··· Record set

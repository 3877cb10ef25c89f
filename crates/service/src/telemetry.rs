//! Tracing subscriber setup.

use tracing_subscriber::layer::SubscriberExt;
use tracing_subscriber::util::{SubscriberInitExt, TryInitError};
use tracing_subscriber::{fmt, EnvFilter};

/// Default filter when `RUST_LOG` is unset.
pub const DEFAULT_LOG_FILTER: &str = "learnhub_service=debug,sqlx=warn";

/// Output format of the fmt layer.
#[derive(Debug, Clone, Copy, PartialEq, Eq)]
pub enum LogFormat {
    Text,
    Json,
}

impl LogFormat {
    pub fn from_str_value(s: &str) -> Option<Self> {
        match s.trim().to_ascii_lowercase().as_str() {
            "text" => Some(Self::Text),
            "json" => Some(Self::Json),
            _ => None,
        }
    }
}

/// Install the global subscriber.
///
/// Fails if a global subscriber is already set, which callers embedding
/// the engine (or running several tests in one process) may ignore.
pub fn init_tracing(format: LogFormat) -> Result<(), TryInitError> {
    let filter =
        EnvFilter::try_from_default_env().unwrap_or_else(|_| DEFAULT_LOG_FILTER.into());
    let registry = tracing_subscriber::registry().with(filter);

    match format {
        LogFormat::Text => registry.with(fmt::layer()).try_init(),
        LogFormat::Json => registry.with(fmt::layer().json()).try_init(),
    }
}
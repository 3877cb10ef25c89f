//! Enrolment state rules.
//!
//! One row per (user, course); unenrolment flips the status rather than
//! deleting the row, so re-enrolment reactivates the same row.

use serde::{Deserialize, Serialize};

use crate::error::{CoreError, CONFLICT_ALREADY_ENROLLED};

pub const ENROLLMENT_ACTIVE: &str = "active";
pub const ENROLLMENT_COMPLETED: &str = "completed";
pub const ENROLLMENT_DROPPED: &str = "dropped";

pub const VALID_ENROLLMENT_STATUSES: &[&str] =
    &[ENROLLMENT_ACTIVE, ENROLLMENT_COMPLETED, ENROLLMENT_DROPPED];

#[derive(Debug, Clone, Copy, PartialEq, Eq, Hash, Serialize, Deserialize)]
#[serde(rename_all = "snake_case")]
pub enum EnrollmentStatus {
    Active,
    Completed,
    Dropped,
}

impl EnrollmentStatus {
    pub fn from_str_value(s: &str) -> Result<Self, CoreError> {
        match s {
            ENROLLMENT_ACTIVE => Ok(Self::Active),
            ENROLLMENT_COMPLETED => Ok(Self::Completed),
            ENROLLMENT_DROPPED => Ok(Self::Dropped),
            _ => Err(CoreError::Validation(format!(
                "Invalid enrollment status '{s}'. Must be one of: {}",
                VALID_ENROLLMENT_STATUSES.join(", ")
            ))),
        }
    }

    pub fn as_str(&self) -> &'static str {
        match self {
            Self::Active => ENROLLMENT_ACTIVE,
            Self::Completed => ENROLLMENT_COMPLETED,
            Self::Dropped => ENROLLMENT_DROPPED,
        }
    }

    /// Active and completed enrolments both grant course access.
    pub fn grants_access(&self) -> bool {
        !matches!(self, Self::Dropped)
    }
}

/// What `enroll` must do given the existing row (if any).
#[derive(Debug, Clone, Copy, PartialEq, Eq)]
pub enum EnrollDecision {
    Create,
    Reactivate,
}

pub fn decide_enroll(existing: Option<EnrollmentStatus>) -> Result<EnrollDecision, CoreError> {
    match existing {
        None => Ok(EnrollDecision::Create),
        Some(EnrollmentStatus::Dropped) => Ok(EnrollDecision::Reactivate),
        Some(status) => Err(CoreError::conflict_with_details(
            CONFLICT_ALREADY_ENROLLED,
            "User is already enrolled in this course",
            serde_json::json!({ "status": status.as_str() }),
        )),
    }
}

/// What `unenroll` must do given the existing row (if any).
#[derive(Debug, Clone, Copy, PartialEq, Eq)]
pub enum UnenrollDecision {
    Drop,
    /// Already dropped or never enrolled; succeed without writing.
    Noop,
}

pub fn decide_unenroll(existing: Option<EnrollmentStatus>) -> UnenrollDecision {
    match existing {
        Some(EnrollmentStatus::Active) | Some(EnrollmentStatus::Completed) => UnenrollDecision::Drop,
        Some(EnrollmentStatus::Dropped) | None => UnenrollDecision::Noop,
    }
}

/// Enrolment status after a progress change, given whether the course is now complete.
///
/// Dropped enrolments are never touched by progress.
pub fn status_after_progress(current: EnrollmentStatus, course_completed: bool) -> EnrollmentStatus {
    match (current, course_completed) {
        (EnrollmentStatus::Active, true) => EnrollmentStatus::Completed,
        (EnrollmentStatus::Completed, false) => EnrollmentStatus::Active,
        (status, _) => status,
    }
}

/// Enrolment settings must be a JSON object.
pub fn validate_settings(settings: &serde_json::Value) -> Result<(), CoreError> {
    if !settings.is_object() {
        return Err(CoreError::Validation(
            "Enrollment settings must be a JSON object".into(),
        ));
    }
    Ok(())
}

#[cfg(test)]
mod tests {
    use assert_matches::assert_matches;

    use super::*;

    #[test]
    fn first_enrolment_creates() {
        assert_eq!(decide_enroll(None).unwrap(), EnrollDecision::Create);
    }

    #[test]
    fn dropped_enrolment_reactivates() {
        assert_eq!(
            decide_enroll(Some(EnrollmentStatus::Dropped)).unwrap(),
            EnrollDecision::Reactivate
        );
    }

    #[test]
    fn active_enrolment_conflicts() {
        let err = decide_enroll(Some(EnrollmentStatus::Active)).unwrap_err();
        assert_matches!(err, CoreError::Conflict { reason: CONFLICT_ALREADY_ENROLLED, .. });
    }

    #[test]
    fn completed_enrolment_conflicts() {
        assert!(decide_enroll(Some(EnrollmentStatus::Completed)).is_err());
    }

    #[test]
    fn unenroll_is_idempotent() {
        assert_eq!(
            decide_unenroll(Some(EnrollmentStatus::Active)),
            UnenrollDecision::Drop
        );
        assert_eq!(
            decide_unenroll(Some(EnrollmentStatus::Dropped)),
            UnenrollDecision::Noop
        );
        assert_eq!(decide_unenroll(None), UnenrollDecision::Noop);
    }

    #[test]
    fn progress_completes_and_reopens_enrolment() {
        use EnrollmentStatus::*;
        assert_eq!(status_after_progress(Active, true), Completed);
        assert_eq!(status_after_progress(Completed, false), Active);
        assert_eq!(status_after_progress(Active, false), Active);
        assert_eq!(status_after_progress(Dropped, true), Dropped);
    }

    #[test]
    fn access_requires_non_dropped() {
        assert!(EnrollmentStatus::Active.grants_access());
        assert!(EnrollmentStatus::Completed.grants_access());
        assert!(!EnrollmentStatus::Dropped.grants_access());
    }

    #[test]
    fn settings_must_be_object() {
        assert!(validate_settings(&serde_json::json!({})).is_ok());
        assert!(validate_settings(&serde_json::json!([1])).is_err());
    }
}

······

### Problem statement
Repeat the data in full. Alter nothing.

### Response box
repository 3877cb10ef25c89f
filename crates/service/src/telemetry.rs
//! Tracing subscriber setup.

use tracing_subscriber::layer::SubscriberExt;
use tracing_subscriber::util::{SubscriberInitExt, TryInitError};
use tracing_subscriber::{fmt, EnvFilter};

/// Default filter when `RUST_LOG` is unset.
pub const DEFAULT_LOG_FILTER: &str = "learnhub_service=debug,sqlx=warn";

/// Output format of the fmt layer.
#[derive(Debug, Clone, Copy, PartialEq, Eq)]
pub enum LogFormat {
    Text,
    Json,
}

impl LogFormat {
    pub fn from_str_value(s: &str) -> Option<Self> {
        match s.trim().to_ascii_lowercase().as_str() {
            "text" => Some(Self::Text),
            "json" => Some(Self::Json),
            _ => None,
        }
    }
}

/// Install the global subscriber.
///
/// Fails if a global subscriber is already set, which callers embedding
/// the engine (or running several tests in one process) may ignore.
pub fn init_tracing(format: LogFormat) -> Result<(), TryInitError> {
    let filter =
        EnvFilter::try_from_default_env().unwrap_or_else(|_| DEFAULT_LOG_FILTER.into());
    let registry = tracing_subscriber::registry().with(filter);

    match format {
        LogFormat::Text => registry.with(fmt::layer()).try_init(),
        LogFormat::Json => registry.with(fmt::layer().json()).try_init(),
    }
}
repository 3877cb10ef25c89f
//! Enrolment state rules.
//!
//! One row per (user, course); unenrolment flips the status rather than
//! deleting the row, so re-enrolment reactivates the same row.

use serde::{Deserialize, Serialize};

use crate::error::{CoreError, CONFLICT_ALREADY_ENROLLED};

pub const ENROLLMENT_ACTIVE: &str = "active";
pub const ENROLLMENT_COMPLETED: &str = "completed";
pub const ENROLLMENT_DROPPED: &str = "dropped";

pub const VALID_ENROLLMENT_STATUSES: &[&str] =
    &[ENROLLMENT_ACTIVE, ENROLLMENT_COMPLETED, ENROLLMENT_DROPPED];

#[derive(Debug, Clone, Copy, PartialEq, Eq, Hash, Serialize, Deserialize)]
#[serde(rename_all = "snake_case")]
pub enum EnrollmentStatus {
    Active,
    Completed,
    Dropped,
}

impl EnrollmentStatus {
    pub fn from_str_value(s: &str) -> Result<Self, CoreError> {
        match s {
            ENROLLMENT_ACTIVE => Ok(Self::Active),
            ENROLLMENT_COMPLETED => Ok(Self::Completed),
            ENROLLMENT_DROPPED => Ok(Self::Dropped),
            _ => Err(CoreError::Validation(format!(
                "Invalid enrollment status '{s}'. Must be one of: {}",
                VALID_ENROLLMENT_STATUSES.join(", ")
            ))),
        }
    }

    pub fn as_str(&self) -> &'static str {
        match self {
            Self::Active => ENROLLMENT_ACTIVE,
            Self::Completed => ENROLLMENT_COMPLETED,
            Self::Dropped => ENROLLMENT_DROPPED,
        }
    }

    /// Active and completed enrolments both grant course access.
    pub fn grants_access(&self) -> bool {
        !matches!(self, Self::Dropped)
    }
}

/// What `enroll` must do given the existing row (if any).
#[derive(Debug, Clone, Copy, PartialEq, Eq)]
pub enum EnrollDecision {
    Create,
    Reactivate,
}

pub fn decide_enroll(existing: Option<EnrollmentStatus>) -> Result<EnrollDecision, CoreError> {
    match existing {
        None => Ok(EnrollDecision::Create),
        Some(EnrollmentStatus::Dropped) => Ok(EnrollDecision::Reactivate),
        Some(status) => Err(CoreError::conflict_with_details(
            CONFLICT_ALREADY_ENROLLED,
            "User is already enrolled in this course",
            serde_json::json!({ "status": status.as_str() }),
        )),
    }
}

/// What `unenroll` must do given the existing row (if any).
#[derive(Debug, Clone, Copy, PartialEq, Eq)]
pub enum UnenrollDecision {
    Drop,
    /// Already dropped or never enrolled; succeed without writing.
    Noop,
}

pub fn decide_unenroll(existing: Option<EnrollmentStatus>) -> UnenrollDecision {
    match existing {
        Some(EnrollmentStatus::Active) | Some(EnrollmentStatus::Completed) => UnenrollDecision::Drop,
        Some(EnrollmentStatus::Dropped) | None => UnenrollDecision::Noop,
    }
}

/// Enrolment status after a progress change, given whether the course is now complete.
///
/// Dropped enrolments are never touched by progress.
pub fn status_after_progress(current: EnrollmentStatus, course_completed: bool) -> EnrollmentStatus {
    match (current, course_completed) {
        (EnrollmentStatus::Active, true) => EnrollmentStatus::Completed,
        (EnrollmentStatus::Completed, false) => EnrollmentStatus::Active,
        (status, _) => status,
    }
}

/// Enrolment settings must be a JSON object.
pub fn validate_settings(settings: &serde_json::Value) -> Result<(), CoreError> {
    if !settings.is_object() {
        return Err(CoreError::Validation(
            "Enrollment settings must be a JSON object".into(),
        ));
    }
    Ok(())
}

#[cfg(test)]
mod tests {
    use assert_matches::assert_matches;

    use super::*;

    #[test]
    fn first_enrolment_creates() {
        assert_eq!(decide_enroll(None).unwrap(), EnrollDecision::Create);
    }

    #[test]
    fn dropped_enrolment_reactivates() {
        assert_eq!(
            decide_enroll(Some(EnrollmentStatus::Dropped)).unwrap(),
            EnrollDecision::Reactivate
        );
    }

    #[test]
    fn active_enrolment_conflicts() {
        let err = decide_enroll(Some(EnrollmentStatus::Active)).unwrap_err();
        assert_matches!(err, CoreError::Conflict { reason: CONFLICT_ALREADY_ENROLLED, .. });
    }

    #[test]
    fn completed_enrolment_conflicts() {
        assert!(decide_enroll(Some(EnrollmentStatus::Completed)).is_err());
    }

    #[test]
    fn unenroll_is_idempotent() {
        assert_eq!(
            decide_unenroll(Some(EnrollmentStatus::Active)),
            UnenrollDecision::Drop
        );
        assert_eq!(
            decide_unenroll(Some(EnrollmentStatus::Dropped)),
            UnenrollDecision::Noop
        );
        assert_eq!(decide_unenroll(None), UnenrollDecision::Noop);
    }

    #[test]
    fn progress_completes_and_reopens_enrolment() {
        use EnrollmentStatus::*;
        assert_eq!(status_after_progress(Active, true), Completed);
        assert_eq!(status_after_progress(Completed, false), Active);
        assert_eq!(status_after_progress(Active, false), Active);
        assert_eq!(status_after_progress(Dropped, true), Dropped);
    }

    #[test]
    fn access_requires_non_dropped() {
        assert!(EnrollmentStatus::Active.grants_access());
        assert!(EnrollmentStatus::Completed.grants_access());
        assert!(!EnrollmentStatus::Dropped.grants_access());
    }

    #[test]
    fn settings_must_be_object() {
        assert!(validate_settings(&serde_json::json!({})).is_ok());
        assert!(validate_settings(&serde_json::json!([1])).is_err());
    }
}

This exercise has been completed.